What This Article Solves
If you want to put code-server on a VPS, access it from the browser, and then install Codex inside it, this article is written for that exact situation. The point is not just to make the editor open. The point is to make the whole workflow usable, including login and normal daily use.
- You have a Linux VPS.
- You can reverse proxy a web service to a domain or subpath.
- You want Codex inside code-server, not just a local desktop VS Code.
The Short Version
The tricky part is not installing code-server. The tricky part is that some authentication flows assume localhost means your own laptop. Inside code-server, localhost often means the remote server process instead. If Codex or a related login flow opens a localhost callback, you need to route that callback correctly.
My Setup
- A Linux VPS running code-server.
- A domain pointed to that VPS and reverse proxied with Nginx.
- Browser access over HTTPS.
- Codex installed inside the remote editor.
Step 1: Make code-server Stable First
Before touching Codex, make sure code-server itself is boring. It should already be reachable through one stable URL, protected the way you want, and not dependent on random temporary tunnels.
- The reverse proxy can serve code-server consistently.
- WebSocket upgrade is working.
- Your browser session is not being broken by mixed HTTP/HTTPS routing.
curl -fsSL https://code-server.dev/install.sh | sh
sudo systemctl enable --now code-server@$USER
sudo systemctl status code-server@$USER
If you are already using a containerized environment like NerdVM or OpenClaw, the exact startup command may differ, but the principle is the same: the editor service must be stable before the plugin layer is worth debugging.
Step 2: Install Codex Inside code-server
Once the editor itself works, install Codex the same way you would install any other extension inside code-server. If the extension can load, but login fails later, that usually means the editor layer is fine and the callback layer is where you should look next.
Step 3: Understand Why Login Fails
When a login flow opens a localhost callback, there are at least two machines in the picture: your browser on your own computer, and the remote code-server process running on the VPS. If the plugin expects the callback to reach the remote process, but the browser opens localhost on your own machine, the login will hang or fail in a way that looks confusingly half-correct.
In this setup, localhost is not one place.
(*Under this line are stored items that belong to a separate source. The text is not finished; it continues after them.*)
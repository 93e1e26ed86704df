//! Technical-indicator computation over an ordered daily bar series.
//!
//! All indicators are computed over the full input series before any
//! windowing, then warm-up gaps are resolved by a three-step fill:
//! backward-fill, forward-fill, zero-fill — in that exact order. The
//! order matters: leading rolling-window gaps take the first valid value
//! of their column, which is what the persisted models were trained on.

use crate::domain::bar::{Bar, validate_series};
use crate::domain::errors::ForecastError;
use crate::domain::features::FeatureRow;

/// Rolling-window and span parameters for every derived column.
#[derive(Debug, Clone)]
pub struct IndicatorParams {
    pub rsi_period: usize,
    pub macd_fast: usize,
    pub macd_slow: usize,
    pub macd_signal: usize,
    pub sma_short: usize,
    pub sma_long: usize,
    pub ema_period: usize,
    pub bollinger_period: usize,
    pub bollinger_std_dev: f64,
    pub volume_sma_period: usize,
}

impl Default for IndicatorParams {
    fn default() -> Self {
        Self {
            rsi_period: 14,
            macd_fast: 12,
            macd_slow: 26,
            macd_signal: 9,
            sma_short: 20,
            sma_long: 50,
            ema_period: 12,
            bollinger_period: 20,
            bollinger_std_dev: 2.0,
            volume_sma_period: 20,
        }
    }
}

/// Derives the feature columns from raw bars.
#[derive(Debug, Clone)]
pub struct IndicatorEngine {
    params: IndicatorParams,
}

impl IndicatorEngine {
    pub fn new(params: IndicatorParams) -> Self {
        Self { params }
    }

    pub fn with_defaults() -> Self {
        Self::new(IndicatorParams::default())
    }

    /// Computes one [`FeatureRow`] per input bar, same ordering.
    ///
    /// Fails with `InvalidSeries` on duplicate or unordered dates. After
    /// the fill pass no column contains a missing value.
    pub fn compute(&self, symbol: &str, bars: &[Bar]) -> Result<Vec<FeatureRow>, ForecastError> {
        validate_series(symbol, bars)?;
        if bars.is_empty() {
            return Ok(Vec::new());
        }

        let closes: Vec<f64> = bars.iter().map(|b| b.close).collect();
        let highs: Vec<f64> = bars.iter().map(|b| b.high).collect();
        let lows: Vec<f64> = bars.iter().map(|b| b.low).collect();
        let volumes: Vec<f64> = bars.iter().map(|b| b.volume).collect();
        let n = bars.len();

        let mut rsi = self.rsi(&closes);
        let (mut macd, mut macd_signal, mut macd_hist) = self.macd(&closes);
        let mut sma_20 = rolling_mean(&closes, self.params.sma_short);
        let mut sma_50 = rolling_mean(&closes, self.params.sma_long);
        let mut ema_12 = ema(&closes, self.params.ema_period);
        let (mut bb_upper, mut bb_middle, mut bb_lower, mut bb_width) = self.bollinger(&closes);

        let mut price_change = pct_change(&closes);
        let mut high_low_ratio: Vec<f64> = highs.iter().zip(&lows).map(|(h, l)| h / l).collect();
        let mut close_sma20_ratio: Vec<f64> =
            closes.iter().zip(&sma_20).map(|(c, s)| c / s).collect();

        let mut volume_sma = rolling_mean(&volumes, self.params.volume_sma_period);
        let mut volume_ratio: Vec<f64> =
            volumes.iter().zip(&volume_sma).map(|(v, s)| v / s).collect();

        for column in [
            &mut rsi,
            &mut macd,
            &mut macd_signal,
            &mut macd_hist,
            &mut sma_20,
            &mut sma_50,
            &mut ema_12,
            &mut bb_upper,
            &mut bb_middle,
            &mut bb_lower,
            &mut bb_width,
            &mut price_change,
            &mut high_low_ratio,
            &mut close_sma20_ratio,
            &mut volume_sma,
            &mut volume_ratio,
        ] {
            fill_missing(column);
        }

        let rows = (0..n)
            .map(|i| FeatureRow {
                date: bars[i].date,
                open: bars[i].open,
                high: bars[i].high,
                low: bars[i].low,
                close: bars[i].close,
                volume: bars[i].volume,
                rsi: rsi[i],
                macd: macd[i],
                macd_signal: macd_signal[i],
                macd_hist: macd_hist[i],
                sma_20: sma_20[i],
                sma_50: sma_50[i],
                ema_12: ema_12[i],
                bb_upper: bb_upper[i],
                bb_middle: bb_middle[i],
                bb_lower: bb_lower[i],
                bb_width: bb_width[i],
                price_change: price_change[i],
                high_low_ratio: high_low_ratio[i],
                close_sma20_ratio: close_sma20_ratio[i],
                volume_sma: volume_sma[i],
                volume_ratio: volume_ratio[i],
            })
            .collect();

        Ok(rows)
    }

    /// RSI over rolling mean gains/losses. When the trailing loss is zero
    /// the ratio is undefined: with gains present RSI is pinned to 100,
    /// with a flat window the value stays missing and the fill pass
    /// resolves it.
    fn rsi(&self, closes: &[f64]) -> Vec<f64> {
        let period = self.params.rsi_period;
        let n = closes.len();

        let mut gains = vec![f64::NAN; n];
        let mut losses = vec![f64::NAN; n];
        for i in 1..n {
            let delta = closes[i] - closes[i - 1];
            gains[i] = delta.max(0.0);
            losses[i] = (-delta).max(0.0);
        }

        let avg_gain = rolling_mean(&gains, period);
        let avg_loss = rolling_mean(&losses, period);

        avg_gain
            .iter()
            .zip(&avg_loss)
            .map(|(&gain, &loss)| {
                if gain.is_nan() || loss.is_nan() {
                    f64::NAN
                } else if loss == 0.0 {
                    if gain > 0.0 { 100.0 } else { f64::NAN }
                } else {
                    let rs = gain / loss;
                    100.0 - 100.0 / (1.0 + rs)
                }
            })
            .collect()
    }

    fn macd(&self, closes: &[f64]) -> (Vec<f64>, Vec<f64>, Vec<f64>) {
        let ema_fast = ema(closes, self.params.macd_fast);
        let ema_slow = ema(closes, self.params.macd_slow);
        let macd: Vec<f64> = ema_fast.iter().zip(&ema_slow).map(|(f, s)| f - s).collect();
        let signal = ema(&macd, self.params.macd_signal);
        let hist: Vec<f64> = macd.iter().zip(&signal).map(|(m, s)| m - s).collect();
        (macd, signal, hist)
    }

    fn bollinger(&self, closes: &[f64]) -> (Vec<f64>, Vec<f64>, Vec<f64>, Vec<f64>) {
        let period = self.params.bollinger_period;
        let mult = self.params.bollinger_std_dev;
        let middle = rolling_mean(closes, period);
        let std = rolling_std(closes, period);

        let n = closes.len();
        let mut upper = vec![f64::NAN; n];
        let mut lower = vec![f64::NAN; n];
        let mut width = vec![f64::NAN; n];
        for i in 0..n {
            let band = mult * std[i];
            upper[i] = middle[i] + band;
            lower[i] = middle[i] - band;
            width[i] = upper[i] - lower[i];
        }
        (upper, middle, lower, width)
    }
}

/// Trailing simple moving average. The first `window - 1` slots are
/// missing, and a missing input anywhere in the window keeps the output
/// missing.
fn rolling_mean(values: &[f64], window: usize) -> Vec<f64> {
    let n = values.len();
    let mut out = vec![f64::NAN; n];
    if window == 0 {
        return out;
    }
    for i in (window - 1)..n {
        let slice = &values[i + 1 - window..=i];
        if slice.iter().any(|v| v.is_nan()) {
            continue;
        }
        out[i] = slice.iter().sum::<f64>() / window as f64;
    }
    out
}

/// Trailing sample standard deviation (ddof = 1), aligned with
/// [`rolling_mean`] over the same window.
fn rolling_std(values: &[f64], window: usize) -> Vec<f64> {
    let n = values.len();
    let mut out = vec![f64::NAN; n];
    if window < 2 {
        return out;
    }
    for i in (window - 1)..n {
        let slice = &values[i + 1 - window..=i];
        if slice.iter().any(|v| v.is_nan()) {
            continue;
        }
        let mean = slice.iter().sum::<f64>() / window as f64;
        let variance =
            slice.iter().map(|v| (v - mean).powi(2)).sum::<f64>() / (window as f64 - 1.0);
        out[i] = variance.sqrt();
    }
    out
}

/// Recursive exponential moving average seeded by the first value, with
/// smoothing factor `2 / (span + 1)`.
fn ema(values: &[f64], span: usize) -> Vec<f64> {
    let n = values.len();
    if n == 0 {
        return Vec::new();
    }
    let alpha = 2.0 / (span as f64 + 1.0);
    let mut out = Vec::with_capacity(n);
    out.push(values[0]);
    for i in 1..n {
        let prev = out[i - 1];
        out.push(alpha * values[i] + (1.0 - alpha) * prev);
    }
    out
}

/// Day-over-day percent change; the first slot is missing.
fn pct_change(values: &[f64]) -> Vec<f64> {
    let n = values.len();
    let mut out = vec![f64::NAN; n];
    for i in 1..n {
        out[i] = (values[i] - values[i - 1]) / values[i - 1];
    }
    out
}

/// Three-step missing-value resolution, applied per column in this exact
/// order: backward-fill, forward-fill, zero-fill.
fn fill_missing(column: &mut [f64]) {
    let mut next_valid = f64::NAN;
    for v in column.iter_mut().rev() {
        if v.is_nan() {
            *v = next_valid;
        } else {
            next_valid = *v;
        }
    }

    let mut prev_valid = f64::NAN;
    for v in column.iter_mut() {
        if v.is_nan() {
            *v = prev_valid;
        } else {
            prev_valid = *v;
        }
    }

    for v in column.iter_mut() {
        if v.is_nan() {
            *v = 0.0;
        }
    }
}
It depends on which process is talking.
Step 4: Fix the Callback with SSH Port Forwarding
The clean fix for me was classic SSH port forwarding. Once I confirmed the remote process was waiting on a local callback port, I forwarded that port through SSH so the browser callback could land where the remote process actually expected it.
ssh -L 1455:127.0.0.1:1455 root@your-vps-ip
The exact port will depend on what the login flow is using. The important part is not the number. The important part is matching the callback port expected by the remote process.
How to Confirm You Are Forwarding the Right Port
Do not guess blindly. Watch logs or process output when the login starts. Usually the plugin, helper process, or CLI behind it will print the callback URL or listening port.
ss -ltnp
# or
netstat -ltnp
If you suddenly see a local listener appear only while login is in progress, that is usually your clue.
Common Failure Modes
- The login page opens, but the editor never finishes sign-in.
- The callback opens localhost on your laptop, but nothing is listening there.
- The reverse proxy is fine, but the plugin still looks broken because the callback never reaches the remote process.
- You fix the browser URL but forget that HTTPS, WebSocket, and login callback are three different layers.
What Worked for Me in Practice
- Make code-server reachable first.
- Install Codex only after the editor is stable.
- When login gets stuck, stop treating it like a UI bug and inspect the callback path.
- Use SSH local port forwarding when the callback expects a remote localhost listener.
If I Were Doing It Again
I would treat the whole system as three separate layers from the beginning: editor access, auth gateway, and callback routing. That mental split would have saved me time. code-server and Codex can work well together remotely, but they stop feeling mysterious as soon as you stop collapsing everything into one vague 'login problem' bucket.